Data point GDPR classification Justification
/24 subnet (e.g., 185.220.101.0/24) Likely not PII for most subnets A /24 covers 256 addresses. ECJ case law (Breyer, C-582/14) requires "reasonable means" to re-identify. /24 alone does not identify a natural person; correlation with ISP data could in theory do so, but that requires external data the service does not hold. Treat as borderline; err on the side of caution in DPA communication.
ua_hashes (SHA-256 of UA string) Not PII One-way hash of a non-unique string. Cannot be reversed to identify an individual.
install_id Not PII Random UUID with no link to identity.
country_distribution Not PII Aggregate counts by country code.
referer_hashes Not PII One-way hash of a domain name.

Recommended DPA language: The service processes aggregated, anonymised network telemetry. No data capable of identifying a natural person is transmitted or stored. The legal basis for any marginal processing is legitimate interest (network security, Art. 6(1)(f) GDPR).
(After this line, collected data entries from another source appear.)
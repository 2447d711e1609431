// SPDX-FileCopyrightText: 2026 Murmur Contributors
// SPDX-License-Identifier: MIT OR Apache-2.0

//! Geographic coordinates and great-circle distance.

use serde::{Deserialize, Serialize};

use crate::error::MurmurError;

/// Mean Earth radius in meters, per the IUGG value used for haversine.
const EARTH_RADIUS_M: f64 = 6_371_000.0;

/// A WGS84 coordinate pair.
///
/// Latitude ∈ [-90, 90], longitude ∈ [-180, 180]. The exact point (0, 0)
/// is treated as an "unset" sentinel and rejected by [`GeoPoint::new`]:
/// no real whisper is dropped on null island, but plenty of broken
/// clients send zeroed coordinates.
#[derive(Debug, Clone, Copy, PartialEq, Serialize, Deserialize)]
pub struct GeoPoint {
    pub latitude: f64,
    pub longitude: f64,
}

impl GeoPoint {
    /// Validate and construct a coordinate pair.
    pub fn new(latitude: f64, longitude: f64) -> Result<Self, MurmurError> {
        if !latitude.is_finite() || !(-90.0..=90.0).contains(&latitude) {
            return Err(MurmurError::InvalidLocation(format!(
                "latitude {latitude} out of range [-90, 90]"
            )));
        }
        if !longitude.is_finite() || !(-180.0..=180.0).contains(&longitude) {
            return Err(MurmurError::InvalidLocation(format!(
                "longitude {longitude} out of range [-180, 180]"
            )));
        }
        if latitude == 0.0 && longitude == 0.0 {
            return Err(MurmurError::InvalidLocation(
                "(0, 0) is treated as unset".to_string(),
            ));
        }
        Ok(Self {
            latitude,
            longitude,
        })
    }

    /// Great-circle distance to another point in meters (haversine).
    pub fn distance_meters(&self, other: &GeoPoint) -> f64 {
        let lat1 = self.latitude.to_radians();
        let lat2 = other.latitude.to_radians();
        let dlat = (other.latitude - self.latitude).to_radians();
        let dlon = (other.longitude - self.longitude).to_radians();

        let a = (dlat / 2.0).sin().powi(2)
            + lat1.cos() * lat2.cos() * (dlon / 2.0).sin().powi(2);
        let c = 2.0 * a.sqrt().atan2((1.0 - a).sqrt());
        EARTH_RADIUS_M * c
    }

    /// Bounding box half-widths (degrees latitude/longitude) that enclose a
    /// circle of `radius_meters` around this point. Used as a cheap SQL
    /// prefilter before the exact haversine check.
    ///
    /// Longitude width degenerates near the poles; it is capped at 180 so
    /// the prefilter stays a superset of the circle rather than dividing
    /// by a vanishing cosine.
    pub fn bounding_deltas(&self, radius_meters: f64) -> (f64, f64) {
        let lat_delta = (radius_meters / EARTH_RADIUS_M).to_degrees();
        let cos_lat = self.latitude.to_radians().cos().abs();
        let lon_delta = if cos_lat < 1e-6 {
            180.0
        } else {
            (lat_delta / cos_lat).min(180.0)
        };
        (lat_delta, lon_delta)
    }
}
A lightweight Privacy Notice covering the central service should be published at threats.icv.dev/privacy.

4.3 Auditability

Every byte that leaves an installation can be inspected:

4.4 Feed Integrity

Problem: A compromised central service could serve malicious rules (e.g., blocking legitimate IPs).

Mitigation (MVP): HTTPS from a trusted CA. Clients already use httpx.get with default CA verification. This is sufficient for MVP.

Mitigation (v2): Ed25519-signed feeds. The central service signs each feed snapshot with a private key. The public key is pinned in the client package. Clients verify the signature before applying any rules.

# Feed envelope with signature (v2 design, not MVP)
{
  "schema_version": "2",
  "generated_at": "...",
  "signature": "base64-encoded Ed25519 signature over sha256(rules_json)",
  "public_key_id": "feed-2026-04",
  "rules": [...]
}

The public key rotation mechanism (and key pinning update) requires a minor version bump in the client package. Design this properly before implementing: key management mistakes are worse than no signing.


5. API Design

Base URL: https://threats.icv.dev

5.1 Authentication Model

Endpoint Auth required
GET /v1/feed.json None (anonymous public read)
GET /v1/stats None
POST /v1/report API key (Bearer token) for regular use; anonymous allowed with rate limit
GET /v1/install/register None (returns an API key)
GET /health None

API key format: waf_live_<base62(24 random bytes)>, e.g. waf_live_4Xk9mNpQ2rLsT7vYeAzBcDwF

Key prefix waf_live_ is stored in api_key.key_prefix for display. The full key is shown once on registration; only sha256(full_key) is stored.

5.2 Endpoints


POST /v1/report

Submit anonymised telemetry from an installation.

Request headers:

Authorization: Bearer waf_live_<key>
Content-Type: application/json

Request body: The telemetry payload schema from Section 1.1.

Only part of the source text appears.